Hawley has been the most vocal of the trio. 

“The greatest threat to our nation’s security in decades rises in the East in the form of a martial, expansionist China,” the nation’s youngest senator told the Center for New American Security last November. “Our present foreign policy consensus, the cast of mind and expectations embraced by both major parties for the last twenty years, is not adequate to our time, and it is not right for our future. … This consensus has distracted us from the dangers at hand. …. It has been rejected by the people of this nation.”

“It’s time for a strategic refocus,” Hawley told The American Conservative for this article. “We have spent too much time on adventures in the Middle East and elsewhere that do not serve our strategic aims and place enormous burdens on the class of working men and women who fight our wars.
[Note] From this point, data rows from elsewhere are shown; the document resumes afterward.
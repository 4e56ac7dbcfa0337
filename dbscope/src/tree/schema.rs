// Copyright (c) 2024-2025 DeepGraph Inc.
// SPDX-License-Identifier: Apache-2.0
//
//! Schema node

use super::{NodeBase, NodeContext, ProcedureGroupNode, StructureNode, TableTypeNode};
use crate::registry::RegistryObject;
use std::sync::Arc;

/// One schema, optionally scoped to a catalog
pub struct SchemaNode {
    base: NodeBase,
    catalog: Option<String>,
    name: String,
}

impl SchemaNode {
    pub(crate) fn create(ctx: NodeContext, catalog: Option<String>, name: String) -> Arc<Self> {
        let node = Arc::new(Self {
            base: NodeBase::new(ctx),
            catalog,
            name,
        });
        let registry = &node.base.ctx().registry;
        registry.bind(node.base.id(), RegistryObject::Node(node.clone()));
        node
    }
}

impl StructureNode for SchemaNode {
    fn id(&self) -> &str {
        self.base.id()
    }

    fn name(&self) -> &str {
        &self.name
    }

    fn kind(&self) -> &str {
        "schema"
    }

    fn display_class(&self) -> &str {
        "schema"
    }

    fn is_leaf(&self) -> bool {
        false
    }

    fn qualified_name(&self) -> Option<String> {
        match &self.catalog {
            Some(catalog) => Some(format!("{}.{}", catalog, self.name)),
            None => Some(self.name.clone()),
        }
    }

    fn children(&self) -> Vec<Arc<dyn StructureNode>> {
        self.base.ensure_loaded("schema", |ctx| {
            let meta = ctx.handle.meta();
            let mut children: Vec<Arc<dyn StructureNode>> = Vec::new();

            for table_type in meta.table_types()? {
                children.push(TableTypeNode::create(
                    ctx.clone(),
                    self.catalog.clone(),
                    Some(self.name.clone()),
                    table_type,
                ));
            }

            if meta.supports_stored_procedures()? {
                let label = match meta.procedure_term() {
                    Ok(term) if !term.is_empty() => term,
                    _ => "procedure".to_string(),
                };
                children.push(ProcedureGroupNode::create(
                    ctx.clone(),
                    self.catalog.clone(),
                    Some(self.name.clone()),
                    label,
                ));
            }

            children.extend(ctx.plugins.schema_children(
                ctx.handle.dialect(),
                self.catalog.as_deref(),
                &self.name,
                ctx,
            ));
            Ok(children)
        })
    }

    fn refresh(&self) {
        self.base.refresh();
    }

    fn is_loaded(&self) -> bool {
        self.base.is_loaded()
    }
}
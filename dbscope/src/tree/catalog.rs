// Copyright (c) 2024-2025 DeepGraph Inc.
// SPDX-License-Identifier: Apache-2.0
//
//! Catalog node

use super::{NodeBase, NodeContext, SchemaNode, StructureNode, TableTypeNode};
use crate::registry::RegistryObject;
use std::sync::Arc;

/// One catalog of the connected database
///
/// Children are schemas (or table-type groups when the product has no schema
/// level), followed by whatever the dialect's plugin contributes at the
/// catalog extension point.
pub struct CatalogNode {
    base: NodeBase,
    name: String,
}

impl CatalogNode {
    pub(crate) fn create(ctx: NodeContext, name: String) -> Arc<Self> {
        let node = Arc::new(Self {
            base: NodeBase::new(ctx),
            name,
        });
        let registry = &node.base.ctx().registry;
        registry.bind(node.base.id(), RegistryObject::Node(node.clone()));
        node
    }
}

impl StructureNode for CatalogNode {
    fn id(&self) -> &str {
        self.base.id()
    }

    fn name(&self) -> &str {
        &self.name
    }

    fn kind(&self) -> &str {
        "catalog"
    }

    fn display_class(&self) -> &str {
        "catalog"
    }

    fn is_leaf(&self) -> bool {
        false
    }

    fn qualified_name(&self) -> Option<String> {
        Some(self.name.clone())
    }

    fn children(&self) -> Vec<Arc<dyn StructureNode>> {
        self.base.ensure_loaded("catalog", |ctx| {
            let meta = ctx.handle.meta();
            let mut children: Vec<Arc<dyn StructureNode>> = Vec::new();

            if meta.supports_schemas()? {
                for schema in meta.schemas()? {
                    children.push(SchemaNode::create(
                        ctx.clone(),
                        Some(self.name.clone()),
                        schema,
                    ));
                }
            } else {
                for table_type in meta.table_types()? {
                    children.push(TableTypeNode::create(
                        ctx.clone(),
                        Some(self.name.clone()),
                        None,
                        table_type,
                    ));
                }
            }

            // Vendor kinds are appended after the generic children; a dialect
            // with no registered plugin contributes nothing.
            children.extend(
                ctx.plugins
                    .catalog_children(ctx.handle.dialect(), &self.name, ctx),
            );
            Ok(children)
        })
    }

    fn refresh(&self) {
        self.base.refresh();
    }

    fn is_loaded(&self) -> bool {
        self.base.is_loaded()
    }
}
// Copyright (c) 2024-2025 DeepGraph Inc.
// SPDX-License-Identifier: Apache-2.0
//
//! Query executor with server-side paging

use super::error::ExecResult;
use crate::connection::ConnectionHandle;
use crate::driver::{ColumnDesc, RowCursor, StatementOutcome, Value};
use serde::{Deserialize, Serialize};
use std::sync::Arc;

/// Horizontal alignment hint for one result column
///
/// Presentation metadata only; numeric column types render right-aligned,
/// everything else left-aligned.
#[derive(Debug, Clone, Copy, PartialEq, Eq, Serialize, Deserialize)]
#[serde(rename_all = "lowercase")]
pub enum Alignment {
    Left,
    Right,
}

/// Client-facing metadata for one result column
#[derive(Debug, Clone, PartialEq, Eq, Serialize, Deserialize)]
pub struct ColumnMeta {
    pub label: String,
    pub align: Alignment,
}

impl ColumnMeta {
    fn from_desc(desc: &ColumnDesc) -> Self {
        let align = if desc.type_code.is_numeric() {
            Alignment::Right
        } else {
            Alignment::Left
        };
        Self {
            label: desc.label.clone(),
            align,
        }
    }

    /// Synthetic column for statements that produce no result set
    fn update_count() -> Self {
        Self {
            label: "Update Count".to_string(),
            align: Alignment::Right,
        }
    }
}

/// One page of a query result, as returned to the client
#[derive(Debug, Clone, Serialize, Deserialize)]
pub struct QueryPage {
    pub executor_id: String,
    pub columns: Vec<ColumnMeta>,
    pub rows: Vec<Vec<Value>>,
}

/// Runs one statement and serves its result set in bounded windows
///
/// Registered in the session registry under `id` so the client can fetch more
/// rows, rerun, or close it in later requests. Not safe for concurrent use;
/// the registry stores it behind a mutex.
pub struct QueryExecutor {
    id: String,
    statement: String,
    page_size: usize,
    hard_row_cap: usize,
    handle: Arc<ConnectionHandle>,
    cursor: Option<Box<dyn RowCursor>>,
    columns: Vec<ColumnMeta>,
    drained: bool,
}

impl QueryExecutor {
    pub fn new(
        id: String,
        handle: Arc<ConnectionHandle>,
        statement: String,
        page_size: usize,
        hard_row_cap: usize,
    ) -> Self {
        Self {
            id,
            statement,
            page_size: page_size.max(1),
            hard_row_cap: hard_row_cap.max(1),
            handle,
            cursor: None,
            columns: Vec::new(),
            drained: false,
        }
    }

    pub fn id(&self) -> &str {
        &self.id
    }

    pub fn statement(&self) -> &str {
        &self.statement
    }

    /// True once the cursor has been fully consumed or explicitly closed
    pub fn is_drained(&self) -> bool {
        self.drained
    }

    /// Execute the statement and read the first page
    ///
    /// For a result set, column metadata is captured and up to `page_size`
    /// rows are read; a short first page closes the cursor immediately. A
    /// statement with no result set yields one synthetic update-count row and
    /// drains at once.
    pub fn run(&mut self) -> ExecResult<QueryPage> {
        let outcome = self.handle.execute(&self.statement, &[])?;
        match outcome {
            StatementOutcome::Rows(cursor) => {
                self.columns = cursor.columns().iter().map(ColumnMeta::from_desc).collect();
                self.cursor = Some(cursor);
                self.drained = false;
                let rows = self.read_rows(self.page_size)?;
                if rows.len() < self.page_size {
                    self.finish();
                }
                Ok(self.page(rows))
            }
            StatementOutcome::Update(count) => {
                self.columns = vec![ColumnMeta::update_count()];
                self.finish();
                let rows = vec![vec![Value::Integer(count as i64)]];
                Ok(self.page(rows))
            }
        }
    }

    /// Read the next window of rows; a no-op once drained
    ///
    /// Reads up to `page_size` rows, or up to `hard_row_cap` when `want_all`
    /// is set. Drains when the cursor is exhausted or the cap is hit, closing
    /// the cursor in either case.
    pub fn fetch_more(&mut self, want_all: bool) -> ExecResult<Vec<Vec<Value>>> {
        if self.drained {
            return Ok(Vec::new());
        }
        let limit = if want_all {
            self.hard_row_cap
        } else {
            self.page_size
        };
        let rows = self.read_rows(limit)?;
        if want_all || rows.len() < limit {
            self.finish();
        }
        Ok(rows)
    }

    /// Release the cursor immediately; idempotent
    pub fn close(&mut self) {
        self.finish();
    }

    /// Close and execute again under the same identifier
    ///
    /// Replaces all paging state; the first page of the fresh run is
    /// returned.
    pub fn rerun(&mut self) -> ExecResult<QueryPage> {
        self.close();
        self.columns.clear();
        self.run()
    }

    fn page(&self, rows: Vec<Vec<Value>>) -> QueryPage {
        QueryPage {
            executor_id: self.id.clone(),
            columns: self.columns.clone(),
            rows,
        }
    }

    fn finish(&mut self) {
        self.drained = true;
        // Dropping the cursor releases it
        self.cursor = None;
    }

    fn read_rows(&mut self, limit: usize) -> ExecResult<Vec<Vec<Value>>> {
        let mut rows = Vec::new();
        let mut failure = None;
        if let Some(cursor) = self.cursor.as_mut() {
            while rows.len() < limit {
                match cursor.next_row() {
                    Ok(Some(row)) => rows.push(row),
                    Ok(None) => break,
                    Err(e) => {
                        failure = Some(e);
                        break;
                    }
                }
            }
        }
        // A failing cursor must not stay half-open
        if let Some(e) = failure {
            self.finish();
            return Err(e.into());
        }
        Ok(rows)
    }
}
President Trump has shown time and again that he is committed to refocusing on our core interests – China above all – and I look forward to hearing from his nominees.”

One report, based on conversations with Senate staffers, calls Ruger “not confirmable,” perhaps attempting to meme into a reality the continuation of a broken status quo. It is true, Foreign Relations Committee Chair Jim Risch, a respected establishmentarian from Idaho, is not enthralled with the choice. Sen. Mitt Romney, who voted to remove the president from office, could raise hackles.   

But the White House is pushing and Majority Leader McConnell has surprised before. It behooves us to not forget that McConnell once endorsed his fellow Kentuckian Rand Paul, a vocal foreign policy restrainer, for president. 

Ruger has transpartian appeal: Democrats aren’t exactly giddy to officially declare enthusiasm for staying in Afghanistan. Sen. Chris Murphy, Democrat of Connecticut, has spent the Trump years distinguishing himself on foreign policy. “The war in Afghanistan has gone on for too long,” Murphy said in February. Of course, Ruger in the post does not make leaving the country a fait accompli. But it is perhaps telling that it is the Senate’s youngest members, like Murphy, and Sanders, the darling of America’s youth, that are most open to a change of course. It is, of course, the young that have borne the battle.

Combined with vocal support from the Republicans’ rising stars, Ruger could easily clear the bar for confirmation.